⟨

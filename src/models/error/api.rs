use actix_web::{HttpResponse, ResponseError};
use eyre::Report;
use thiserror::Error;

use crate::models::{ApiResponse, BalanceError};

#[derive(Error, Debug)]
pub enum ApiError {
    #[error("Internal Server Error: {0}")]
    InternalEyreError(#[from] Report),

    #[error("Internal Server Error: {0}")]
    InternalError(String),

    #[error("Not Found: {0}")]
    NotFound(String),

    #[error("Bad Request: {0}")]
    BadRequest(String),
}

impl ResponseError for ApiError {
    fn error_response(&self) -> HttpResponse {
        match self {
            ApiError::InternalError(msg) => {
                HttpResponse::InternalServerError().json(ApiResponse::<()>::error(msg))
            }
            ApiError::NotFound(msg) => HttpResponse::NotFound().json(ApiResponse::<()>::error(msg)),
            ApiError::BadRequest(msg) => {
                HttpResponse::BadRequest().json(ApiResponse::<()>::error(msg))
            }
            ApiError::InternalEyreError(msg) => {
                HttpResponse::InternalServerError().json(ApiResponse::<()>::error(msg.to_string()))
            }
        }
    }
}

impl From<BalanceError> for ApiError {
    fn from(error: BalanceError) -> Self {
        match error {
            BalanceError::NetworkNotFound(_) => ApiError::NotFound(error.to_string()),
            BalanceError::InvalidAddress(_) => ApiError::BadRequest(error.to_string()),
            BalanceError::Provider(_) => ApiError::InternalError(error.to_string()),
        }
    }
}
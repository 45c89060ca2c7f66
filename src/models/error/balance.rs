use thiserror::Error;

use crate::services::ProviderError;

/// Failures the aggregation engine surfaces to its caller. Per-token read
/// failures and price-source failures are handled inside the engine and
/// never appear here.
#[derive(Error, Debug)]
pub enum BalanceError {
    #[error("Network {0} not supported")]
    NetworkNotFound(String),

    #[error("Invalid wallet address: {0}")]
    InvalidAddress(String),

    #[error("Provider error: {0}")]
    Provider(#[from] ProviderError),
}
//! Validated EVM address newtype.
//!
//! Every address entering the system (wallet addresses from the API path,
//! token contract addresses from configuration) is parsed through
//! [`EvmAddress`], so downstream code never handles raw address strings.

use std::{fmt, str::FromStr};

use alloy::primitives::Address;
use serde::{de, Deserialize, Deserializer, Serialize, Serializer};
use thiserror::Error;

#[derive(Error, Debug, PartialEq)]
pub enum AddressParseError {
    #[error("address must be a 0x-prefixed 40-character hex string, got {0:?}")]
    InvalidShape(String),
    #[error("address contains non-hex characters: {0:?}")]
    InvalidHex(String),
}

/// A 20-byte EVM address, guaranteed well-formed by construction.
#[derive(Debug, Clone, Copy, PartialEq, Eq, Hash)]
pub struct EvmAddress(Address);

impl EvmAddress {
    /// Parses a `0x`-prefixed 40-hex-character address string.
    pub fn parse(s: &str) -> Result<Self, AddressParseError> {
        let hex = s
            .strip_prefix("0x")
            .ok_or_else(|| AddressParseError::InvalidShape(s.to_string()))?;
        if hex.len() != 40 {
            return Err(AddressParseError::InvalidShape(s.to_string()));
        }
        let address = Address::from_str(s).map_err(|_| AddressParseError::InvalidHex(s.to_string()))?;
        Ok(Self(address))
    }

    pub fn inner(&self) -> Address {
        self.0
    }
}

impl From<Address> for EvmAddress {
    fn from(address: Address) -> Self {
        Self(address)
    }
}

impl FromStr for EvmAddress {
    type Err = AddressParseError;

    fn from_str(s: &str) -> Result<Self, Self::Err> {
        Self::parse(s)
    }
}

impl fmt::Display for EvmAddress {
    /// Lowercase hex with the `0x` prefix. Price sources key their responses
    /// by lowercase address, so this form is used everywhere.
    fn fmt(&self, f: &mut fmt::Formatter<'_>) -> fmt::Result {
        write!(f, "{:#x}", self.0)
    }
}

impl Serialize for EvmAddress {
    fn serialize<S: Serializer>(&self, serializer: S) -> Result<S::Ok, S::Error> {
        serializer.serialize_str(&self.to_string())
    }
}

impl<'de> Deserialize<'de> for EvmAddress {
    fn deserialize<D: Deserializer<'de>>(deserializer: D) -> Result<Self, D::Error> {
        let s = String::deserialize(deserializer)?;
        Self::parse(&s).map_err(de::Error::custom)
    }
}

#[cfg(test)]
mod tests {
    use super::*;

    #[test]
    fn test_parse_and_display_lowercase() {
        let address = EvmAddress::parse("0x6B175474E89094C44Da98b954EedeAC495271d0F").unwrap();
        assert_eq!(
            address.to_string(),
            "0x6b175474e89094c44da98b954eedeac495271d0f"
        );
    }

    #[test]
    fn test_parse_rejects_missing_prefix() {
        let result = EvmAddress::parse("6b175474e89094c44da98b954eedeac495271d0f");
        assert!(matches!(result, Err(AddressParseError::InvalidShape(_))));
    }

    #[test]
    fn test_parse_rejects_wrong_length() {
        assert!(EvmAddress::parse("0x6b17").is_err());
        assert!(EvmAddress::parse("0x6b175474e89094c44da98b954eedeac495271d0f00").is_err());
    }

    #[test]
    fn test_parse_rejects_non_hex() {
        let result = EvmAddress::parse("0xzz175474e89094c44da98b954eedeac495271d0f");
        assert!(matches!(result, Err(AddressParseError::InvalidHex(_))));
    }

    #[test]
    fn test_case_insensitive_equality() {
        let lower = EvmAddress::parse("0x6b175474e89094c44da98b954eedeac495271d0f").unwrap();
        let checksummed = EvmAddress::parse("0x6B175474E89094C44Da98b954EedeAC495271d0F").unwrap();
        assert_eq!(lower, checksummed);
    }

    #[test]
    fn test_serde_round_trip() {
        let address = EvmAddress::parse("0x6b175474e89094c44da98b954eedeac495271d0f").unwrap();
        let json = serde_json::to_string(&address).unwrap();
        assert_eq!(json, "\"0x6b175474e89094c44da98b954eedeac495271d0f\"");
        let back: EvmAddress = serde_json::from_str(&json).unwrap();
        assert_eq!(back, address);
    }
}
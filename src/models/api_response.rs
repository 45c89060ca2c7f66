use serde::{Deserialize, Serialize};
use utoipa::ToSchema;

#[derive(Debug, Serialize, Deserialize, PartialEq, ToSchema)]
pub struct ApiResponse<T> {
    pub success: bool,
    pub data: Option<T>,
    #[schema(nullable = false)]
    pub error: Option<String>,
}

#[allow(dead_code)]
impl<T> ApiResponse<T> {
    pub fn success(data: T) -> Self {
        Self {
            success: true,
            data: Some(data),
            error: None,
        }
    }

    pub fn error(message: impl Into<String>) -> Self {
        Self {
            success: false,
            data: None,
            error: Some(message.into()),
        }
    }
}

#[cfg(test)]
mod tests {
    use super::*;

    #[test]
    fn test_success() {
        let response = ApiResponse::success("test data");

        assert!(response.success);
        assert_eq!(response.data, Some("test data"));
        assert_eq!(response.error, None);
    }

    #[test]
    fn test_error() {
        let response: ApiResponse<()> = ApiResponse::error("test error");

        assert!(!response.success);
        assert_eq!(response.data, None);
        assert_eq!(response.error, Some("test error".to_string()));
    }
}
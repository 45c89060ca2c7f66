//! This module provides a health check endpoint for the API.
//!
//! The `/health` endpoint can be used to verify that the service is running and responsive.
use actix_web::{get, web, HttpResponse};

/// Handles the `/health` endpoint.
///
/// Returns an `HttpResponse` with a status of `200 OK` and a body of `"OK"`.
#[utoipa::path(
    get,
    path = "/v1/health",
    tag = "Health",
    responses(
        (status = 200, description = "Service is healthy", body = String),
    )
)]
#[get("/health")]
pub async fn health() -> Result<HttpResponse, actix_web::Error> {
    Ok(HttpResponse::Ok().body("OK"))
}

/// Initializes the health check service.
pub fn init(cfg: &mut web::ServiceConfig) {
    cfg.service(health);
}
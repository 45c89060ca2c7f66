//! USD spot prices for token contracts.
//!
//! One request per balance lookup, carrying the full address set. The price
//! source is best-effort enrichment: the aggregator treats a missing entry
//! as price 0 and a failed request as an empty quote map, so this service
//! can never fail a balance request.

use std::collections::HashMap;

use async_trait::async_trait;
use reqwest::Client;
use thiserror::Error;

use crate::{constants::USD_CURRENCY, models::EvmAddress};

#[cfg(test)]
use mockall::automock;

#[derive(Error, Debug)]
pub enum PriceError {
    #[error("Price request failed: {0}")]
    Request(String),
    #[error("Unexpected price response: {0}")]
    Response(String),
}

/// Quotes current USD prices for a set of token contracts on one platform.
#[async_trait]
#[cfg_attr(test, automock)]
pub trait TokenPriceService: Send + Sync {
    async fn usd_prices(
        &self,
        platform: &str,
        addresses: &[EvmAddress],
    ) -> Result<HashMap<EvmAddress, f64>, PriceError>;
}

/// CoinGecko-style `simple/token_price/{platform}` client.
pub struct CoinGeckoPriceClient {
    client: Client,
    base_url: String,
}

impl CoinGeckoPriceClient {
    pub fn new(base_url: &str) -> Self {
        Self {
            client: Client::new(),
            base_url: base_url.trim_end_matches('/').to_string(),
        }
    }
}

#[async_trait]
impl TokenPriceService for CoinGeckoPriceClient {
    async fn usd_prices(
        &self,
        platform: &str,
        addresses: &[EvmAddress],
    ) -> Result<HashMap<EvmAddress, f64>, PriceError> {
        if addresses.is_empty() {
            return Ok(HashMap::new());
        }

        let contract_addresses = addresses
            .iter()
            .map(ToString::to_string)
            .collect::<Vec<_>>()
            .join(",");
        let url = format!("{}/simple/token_price/{}", self.base_url, platform);

        let response = self
            .client
            .get(&url)
            .query(&[
                ("contract_addresses", contract_addresses.as_str()),
                ("vs_currencies", USD_CURRENCY),
            ])
            .send()
            .await
            .map_err(|e| PriceError::Request(e.to_string()))?
            .error_for_status()
            .map_err(|e| PriceError::Request(e.to_string()))?;

        let body: HashMap<String, HashMap<String, f64>> = response
            .json()
            .await
            .map_err(|e| PriceError::Response(e.to_string()))?;

        Ok(parse_price_map(body))
    }
}

/// Maps the source's `{address: {currency: price}}` body onto typed
/// addresses. Entries with unparseable keys or no USD quote are dropped;
/// the aggregator defaults those to 0.
fn parse_price_map(body: HashMap<String, HashMap<String, f64>>) -> HashMap<EvmAddress, f64> {
    body.into_iter()
        .filter_map(|(address, quotes)| {
            let address = EvmAddress::parse(&address).ok()?;
            let price = quotes.get(USD_CURRENCY).copied()?;
            Some((address, price))
        })
        .collect()
}
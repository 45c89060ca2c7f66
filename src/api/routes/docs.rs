//! Serves the generated OpenAPI document.
use actix_web::{get, web, HttpResponse};
use utoipa::OpenApi;

use crate::openapi::ApiDoc;

#[get("/docs/openapi.json")]
pub async fn openapi_json() -> HttpResponse {
    HttpResponse::Ok().json(ApiDoc::openapi())
}

pub fn init(cfg: &mut web::ServiceConfig) {
    cfg.service(openapi_json);
}
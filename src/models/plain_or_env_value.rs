//! Configuration values that may come from the deployment environment.
//!
//! The config file can either carry a value directly ("plain") or name an
//! environment variable to read it from ("env"). Env values are resolved
//! once at startup, so a missing variable fails fast instead of surfacing
//! per-request.

use serde::{Deserialize, Serialize};
use thiserror::Error;

#[derive(Error, Debug)]
pub enum PlainOrEnvValueError {
    #[error("Missing env var: {0}")]
    MissingEnvVar(String),
}

#[derive(Debug, Serialize, Deserialize, Clone, PartialEq)]
#[serde(tag = "type", rename_all = "lowercase")]
pub enum PlainOrEnvValue {
    Env { value: String },
    Plain { value: String },
}

impl PlainOrEnvValue {
    pub fn get_value(&self) -> Result<String, PlainOrEnvValueError> {
        match self {
            PlainOrEnvValue::Env { value } => std::env::var(value).map_err(|_| {
                PlainOrEnvValueError::MissingEnvVar(format!(
                    "Environment variable {} not found",
                    value
                ))
            }),
            PlainOrEnvValue::Plain { value } => Ok(value.clone()),
        }
    }

    pub fn is_empty(&self) -> bool {
        match self.get_value() {
            Ok(v) => v.is_empty(),
            Err(_) => true,
        }
    }
}

#[cfg(test)]
mod tests {
    use super::*;
    use std::{env, sync::Mutex};

    static ENV_MUTEX: Mutex<()> = Mutex::new(());

    #[test]
    fn test_plain_value_get_value() {
        let plain = PlainOrEnvValue::Plain {
            value: "https://rpc.example.com".to_string(),
        };
        assert_eq!(plain.get_value().unwrap(), "https://rpc.example.com");
    }

    #[test]
    fn test_env_value_get_value_when_env_exists() {
        let _guard = ENV_MUTEX.lock().unwrap_or_else(|e| e.into_inner());

        env::set_var("TEST_RPC_URL_VAR", "https://rpc.from-env.example.com");

        let env_value = PlainOrEnvValue::Env {
            value: "TEST_RPC_URL_VAR".to_string(),
        };
        assert_eq!(
            env_value.get_value().unwrap(),
            "https://rpc.from-env.example.com"
        );

        env::remove_var("TEST_RPC_URL_VAR");
    }

    #[test]
    fn test_env_value_get_value_when_env_missing() {
        let _guard = ENV_MUTEX.lock().unwrap_or_else(|e| e.into_inner());

        let env_value = PlainOrEnvValue::Env {
            value: "DEFINITELY_NOT_SET_VAR".to_string(),
        };
        assert!(matches!(
            env_value.get_value(),
            Err(PlainOrEnvValueError::MissingEnvVar(_))
        ));
        assert!(env_value.is_empty());
    }

    #[test]
    fn test_deserializes_tagged_form() {
        let parsed: PlainOrEnvValue =
            serde_json::from_str(r#"{"type": "env", "value": "ETHEREUM_RPC_URL"}"#).unwrap();
        assert_eq!(
            parsed,
            PlainOrEnvValue::Env {
                value: "ETHEREUM_RPC_URL".to_string()
            }
        );

        let parsed: PlainOrEnvValue =
            serde_json::from_str(r#"{"type": "plain", "value": "http://localhost:8545"}"#).unwrap();
        assert_eq!(
            parsed,
            PlainOrEnvValue::Plain {
                value: "http://localhost:8545".to_string()
            }
        );
    }
}
//! Configuration loading end to end: file on disk, env-sourced RPC URLs,
//! registry construction.

use std::{env, io::Write, sync::Mutex};

use lazy_static::lazy_static;
use tempfile::NamedTempFile;

use token_balance_service::{
    config::{load_config, ConfigFileError},
    repositories::NetworkRegistry,
};

// Use a mutex to ensure tests don't run in parallel when modifying env vars
lazy_static! {
    static ref ENV_MUTEX: Mutex<()> = Mutex::new(());
}

fn write_config(contents: &str) -> NamedTempFile {
    let mut file = NamedTempFile::new().unwrap();
    write!(file, "{}", contents).unwrap();
    file
}

const ENV_SOURCED_CONFIG: &str = r#"{
    "networks": [
        {
            "network": "ethereum",
            "chain_id": 1,
            "rpc_url": {"type": "env", "value": "IT_ETHEREUM_RPC_URL"},
            "tokens": [
                {"address": "0x6b175474e89094c44da98b954eedeac495271d0f", "symbol": "DAI"}
            ]
        }
    ]
}"#;

#[test]
fn test_env_sourced_rpc_url_resolves_into_registry() {
    let _lock = ENV_MUTEX.lock().unwrap_or_else(|e| e.into_inner());
    env::set_var("IT_ETHEREUM_RPC_URL", "https://rpc.example.com");

    let file = write_config(ENV_SOURCED_CONFIG);
    let config = load_config(file.path().to_str().unwrap()).unwrap();
    let registry = NetworkRegistry::from_config(&config).unwrap();

    let network = registry.resolve("ethereum").unwrap();
    assert_eq!(network.rpc_url, "https://rpc.example.com");
    assert_eq!(registry.resolve("1").unwrap(), network);

    env::remove_var("IT_ETHEREUM_RPC_URL");
}

#[test]
fn test_unset_env_var_fails_registry_construction() {
    let _lock = ENV_MUTEX.lock().unwrap_or_else(|e| e.into_inner());
    env::remove_var("IT_ETHEREUM_RPC_URL");

    let file = write_config(ENV_SOURCED_CONFIG);
    let config = load_config(file.path().to_str().unwrap()).unwrap();

    let result = NetworkRegistry::from_config(&config);
    assert!(matches!(result, Err(ConfigFileError::MissingEnvVar(_))));
}

#[test]
fn test_duplicate_network_name_fails_load() {
    let file = write_config(
        r#"{
            "networks": [
                {
                    "network": "ethereum",
                    "chain_id": 1,
                    "rpc_url": {"type": "plain", "value": "http://localhost:8545"}
                },
                {
                    "network": "ETHEREUM",
                    "chain_id": 2,
                    "rpc_url": {"type": "plain", "value": "http://localhost:8546"}
                }
            ]
        }"#,
    );

    let result = load_config(file.path().to_str().unwrap());
    assert!(matches!(result, Err(ConfigFileError::DuplicateEntry(_))));
}

#[test]
fn test_unknown_field_fails_load() {
    let file = write_config(
        r#"{
            "networks": [
                {
                    "network": "ethereum",
                    "chain_id": 1,
                    "rpc_url": {"type": "plain", "value": "http://localhost:8545"},
                    "surprise": true
                }
            ]
        }"#,
    );

    let result = load_config(file.path().to_str().unwrap());
    assert!(matches!(result, Err(ConfigFileError::JsonError(_))));
}

#[test]
fn test_shipped_config_file_is_loadable() {
    // The example config in-tree must always stay structurally valid.
    let config = load_config("config/config.json").unwrap();
    assert_eq!(config.networks.len(), 3);
}
//! # Token Balance Service
//!
//! A read-only API serving ERC-20 token balances with USD values across EVM
//! networks.
//!
//! ## Architecture
//!
//! The service is built using Actix-web and provides:
//! - An HTTP endpoint for balance lookups
//! - An immutable network registry loaded from configuration
//! - Batched on-chain reads joined with spot prices per request
//!
//! ## Usage
//!
//! ```bash
//! cargo run
//! ```

use std::sync::Arc;

use actix_web::{
    middleware::{self, Logger},
    web, App, HttpServer,
};
use color_eyre::{eyre::WrapErr, Result};
use dotenvy::dotenv;
use log::info;

use token_balance_service::{
    api,
    config::{self, ServerConfig},
    logging::setup_logging,
    models::AppState,
    repositories::NetworkRegistry,
    services::{BalanceService, CoinGeckoPriceClient, Erc20Reader},
};

#[actix_web::main]
async fn main() -> Result<()> {
    color_eyre::install().wrap_err("Failed to initialize error reporting")?;

    dotenv().ok();
    setup_logging();

    let server_config = ServerConfig::from_env();

    // Misconfiguration is fatal here, before the server ever binds.
    let config_file = config::load_config(&server_config.config_file_path)
        .wrap_err("Failed to load config file")?;
    let registry = Arc::new(
        NetworkRegistry::from_config(&config_file).wrap_err("Failed to build network registry")?,
    );
    info!("Loaded {} network(s)", registry.len());

    let balance_service = Arc::new(BalanceService::new(
        registry,
        Erc20Reader::new(server_config.rpc_timeout_ms),
        CoinGeckoPriceClient::new(&server_config.price_api_url),
    ));
    let app_state = AppState::new(balance_service);

    info!(
        "Starting server on {}:{}",
        server_config.host, server_config.port
    );
    let bind_address = (server_config.host.clone(), server_config.port);
    HttpServer::new(move || {
        App::new()
            .wrap(middleware::Compress::default())
            .wrap(middleware::NormalizePath::trim())
            .wrap(Logger::default())
            .app_data(web::ThinData(app_state.clone()))
            .service(web::scope("/v1").configure(api::routes::configure_routes))
    })
    .bind(bind_address)
    .wrap_err_with(|| {
        format!(
            "Failed to bind server to {}:{}",
            server_config.host, server_config.port
        )
    })?
    .shutdown_timeout(5)
    .run()
    .await
    .wrap_err("Server runtime error")
}
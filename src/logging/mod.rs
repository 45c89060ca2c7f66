//! ## Sets up logging by reading configuration from environment variables.
//!
//! Environment variables used:
//! - LOG_MODE: "stdout" (default) or "file"
//! - LOG_LEVEL: log level ("trace", "debug", "info", "warn", "error"); default is "info"
//! - LOG_DATA_DIR: when using file mode, the directory of the log file (default "./logs")

use chrono::Utc;
use simplelog::{Config, LevelFilter, SimpleLogger, WriteLogger};
use std::{
    env,
    fs::{create_dir_all, OpenOptions},
    path::Path,
};

/// Computes the date-stamped log file path inside `base_dir`.
pub fn log_file_path(base_dir: &str, date_str: &str) -> String {
    format!(
        "{}/balances-{}.log",
        base_dir.trim_end_matches('/'),
        date_str
    )
}

fn parse_level(level: &str) -> LevelFilter {
    match level.to_lowercase().as_str() {
        "trace" => LevelFilter::Trace,
        "debug" => LevelFilter::Debug,
        "info" => LevelFilter::Info,
        "warn" => LevelFilter::Warn,
        "error" => LevelFilter::Error,
        _ => LevelFilter::Info,
    }
}

/// Sets up logging by reading configuration from environment variables.
pub fn setup_logging() {
    let log_mode = env::var("LOG_MODE").unwrap_or_else(|_| "stdout".to_string());
    let level_filter = parse_level(&env::var("LOG_LEVEL").unwrap_or_else(|_| "info".to_string()));

    if log_mode.to_lowercase() == "file" {
        let log_dir = env::var("LOG_DATA_DIR").unwrap_or_else(|_| "./logs".to_string());

        let date_str = Utc::now().format("%Y-%m-%d").to_string();
        let file_path = log_file_path(&log_dir, &date_str);

        if let Some(parent) = Path::new(&file_path).parent() {
            create_dir_all(parent).expect("Failed to create log directory");
        }

        let log_file = OpenOptions::new()
            .create(true)
            .append(true)
            .open(&file_path)
            .unwrap_or_else(|e| panic!("Unable to open log file {}: {}", file_path, e));

        WriteLogger::init(level_filter, Config::default(), log_file)
            .expect("Failed to initialize file logger");
    } else {
        SimpleLogger::init(level_filter, Config::default())
            .expect("Failed to initialize simple logger");
    }
}
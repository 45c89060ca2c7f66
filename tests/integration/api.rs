//! Route-level tests against the full actix application. Every case here is
//! answerable without touching an RPC endpoint or the price source, so the
//! services point at unroutable addresses on purpose.

use std::sync::Arc;

use actix_web::{test, web, App};
use serde_json::Value;

use token_balance_service::{
    api,
    config::{Config, NetworkFileConfig, TokenFileConfig},
    models::{AppState, PlainOrEnvValue},
    repositories::NetworkRegistry,
    services::{BalanceService, CoinGeckoPriceClient, Erc20Reader},
};

fn test_state() -> AppState {
    let config = Config {
        networks: vec![
            NetworkFileConfig {
                network: "ethereum".to_string(),
                chain_id: 1,
                rpc_url: PlainOrEnvValue::Plain {
                    value: "http://127.0.0.1:1".to_string(),
                },
                tokens: vec![TokenFileConfig {
                    address: "0x6b175474e89094c44da98b954eedeac495271d0f".to_string(),
                    symbol: Some("DAI".to_string()),
                }],
            },
            NetworkFileConfig {
                network: "sepolia".to_string(),
                chain_id: 11155111,
                rpc_url: PlainOrEnvValue::Plain {
                    value: "http://127.0.0.1:1".to_string(),
                },
                tokens: vec![],
            },
        ],
    };
    let registry = Arc::new(NetworkRegistry::from_config(&config).unwrap());

    let balance_service = Arc::new(BalanceService::new(
        registry,
        Erc20Reader::new(1_000),
        CoinGeckoPriceClient::new("http://127.0.0.1:1"),
    ));
    AppState::new(balance_service)
}

macro_rules! test_app {
    () => {
        test::init_service(
            App::new()
                .app_data(web::ThinData(test_state()))
                .service(web::scope("/v1").configure(api::routes::configure_routes)),
        )
        .await
    };
}

#[actix_web::test]
async fn test_health_endpoint() {
    let app = test_app!();

    let req = test::TestRequest::get().uri("/v1/health").to_request();
    let resp = test::call_service(&app, req).await;

    assert!(resp.status().is_success());
    assert_eq!(test::read_body(resp).await, "OK");
}

#[actix_web::test]
async fn test_malformed_address_is_rejected_with_400() {
    let app = test_app!();

    let req = test::TestRequest::get()
        .uri("/v1/balances/ethereum/0xnot-an-address")
        .to_request();
    let resp = test::call_service(&app, req).await;

    assert_eq!(resp.status().as_u16(), 400);

    let body: Value = test::read_body_json(resp).await;
    assert_eq!(body["success"], Value::Bool(false));
    assert!(body["error"].as_str().unwrap().contains("address"));
}

#[actix_web::test]
async fn test_unknown_network_is_rejected_with_404() {
    let app = test_app!();

    let req = test::TestRequest::get()
        .uri("/v1/balances/hyperspace/0x1111111111111111111111111111111111111111")
        .to_request();
    let resp = test::call_service(&app, req).await;

    assert_eq!(resp.status().as_u16(), 404);

    let body: Value = test::read_body_json(resp).await;
    assert_eq!(body["success"], Value::Bool(false));
}

#[actix_web::test]
async fn test_tokenless_network_returns_empty_array() {
    let app = test_app!();

    let req = test::TestRequest::get()
        .uri("/v1/balances/sepolia/0x1111111111111111111111111111111111111111")
        .to_request();
    let resp = test::call_service(&app, req).await;

    assert!(resp.status().is_success());

    let body: Value = test::read_body_json(resp).await;
    assert_eq!(body, serde_json::json!([]));
}

#[actix_web::test]
async fn test_openapi_document_is_served() {
    let app = test_app!();

    let req = test::TestRequest::get()
        .uri("/v1/docs/openapi.json")
        .to_request();
    let resp = test::call_service(&app, req).await;

    assert!(resp.status().is_success());

    let body: Value = test::read_body_json(resp).await;
    assert!(body["paths"]
        .as_object()
        .unwrap()
        .contains_key("/v1/balances/{network}/{address}"));
}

⟩

▶ [Exercise description]
Could you copy out every line in the listing where the word "aggregator" appears?

▶ [Result of this exercise]
//! source is best-effort enrichment: the aggregator treats a missing entry
/// the aggregator defaults those to 0.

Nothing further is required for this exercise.